━━━━━ DATASET CONTENT

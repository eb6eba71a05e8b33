use std::path::PathBuf;

use anyhow::Result;
use clap::Args;
use recommender::build_plans;
use resources::objects::{StartupBudget, WorkloadIdentity};

use crate::utils::{load_config, read_trace_csv};

#[derive(Args)]
pub struct Arg {
    /// Trace CSV file with per-window usage aggregates.
    #[clap(short, long, parse(from_os_str), value_name = "FILE")]
    trace: PathBuf,
    /// Optional YAML file with recommender tunables.
    #[clap(short, long, parse(from_os_str), value_name = "FILE")]
    config: Option<PathBuf>,
    /// Measured pod scheduled-to-ready time in seconds.
    #[clap(long, value_name = "SECONDS")]
    scheduled_to_ready: Option<f64>,
    /// Controller (Deployment) name used for log correlation.
    #[clap(long, default_value = "workload")]
    controller: String,
    /// Container name used for log correlation.
    #[clap(long, default_value = "app")]
    container: String,
}

impl Arg {
    pub async fn handle(&self) -> Result<()> {
        let config = load_config(self.config.as_deref())?;
        let trace = read_trace_csv(&self.trace)?;
        let identity = WorkloadIdentity {
            project: "local".to_string(),
            location: "local".to_string(),
            cluster: "local".to_string(),
            namespace: "default".to_string(),
            controller_name: self.controller.clone(),
            controller_type: "Deployment".to_string(),
            container_name: self.container.clone(),
        };
        let mut startup_budget = StartupBudget::from_config(&config);
        if let Some(seconds) = self.scheduled_to_ready {
            startup_budget.scheduled_to_ready_seconds = seconds;
        }

        let (plans, reasons) = build_plans(&identity, &startup_budget, &trace, &config)?;
        println!(
            "{}",
            serde_json::to_string_pretty(&serde_json::json!({
                "plans": plans,
                "reasons": reasons,
            }))?
        );
        Ok(())
    }
}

━━━━━━━━━━

All of the records are to be reproduced exactly as they were given.

→ FINISHED EXERCISE
repository eb6eba71a05e8b33
use std::path::PathBuf;

use anyhow::Result;
use clap::Args;
use recommender::build_plans;
use resources::objects::{StartupBudget, WorkloadIdentity};

use crate::utils::{load_config, read_trace_csv};

#[derive(Args)]
pub struct Arg {
    /// Trace CSV file with per-window usage aggregates.
    #[clap(short, long, parse(from_os_str), value_name = "FILE")]
    trace: PathBuf,
    /// Optional YAML file with recommender tunables.
    #[clap(short, long, parse(from_os_str), value_name = "FILE")]
    config: Option<PathBuf>,
    /// Measured pod scheduled-to-ready time in seconds.
    #[clap(long, value_name = "SECONDS")]
    scheduled_to_ready: Option<f64>,
    /// Controller (Deployment) name used for log correlation.
    #[clap(long, default_value = "workload")]
    controller: String,
    /// Container name used for log correlation.
    #[clap(long, default_value = "app")]
    container: String,
}

impl Arg {
    pub async fn handle(&self) -> Result<()> {
        let config = load_config(self.config.as_deref())?;
        let trace = read_trace_csv(&self.trace)?;
        let identity = WorkloadIdentity {
            project: "local".to_string(),
            location: "local".to_string(),
            cluster: "local".to_string(),
            namespace: "default".to_string(),
            controller_name: self.controller.clone(),
            controller_type: "Deployment".to_string(),
            container_name: self.container.clone(),
        };
        let mut startup_budget = StartupBudget::from_config(&config);
        if let Some(seconds) = self.scheduled_to_ready {
            startup_budget.scheduled_to_ready_seconds = seconds;
        }

        let (plans, reasons) = build_plans(&identity, &startup_budget, &trace, &config)?;
        println!(
            "{}",
            serde_json::to_string_pretty(&serde_json::json!({
                "plans": plans,
                "reasons": reasons,
            }))?
        );
        Ok(())
    }
}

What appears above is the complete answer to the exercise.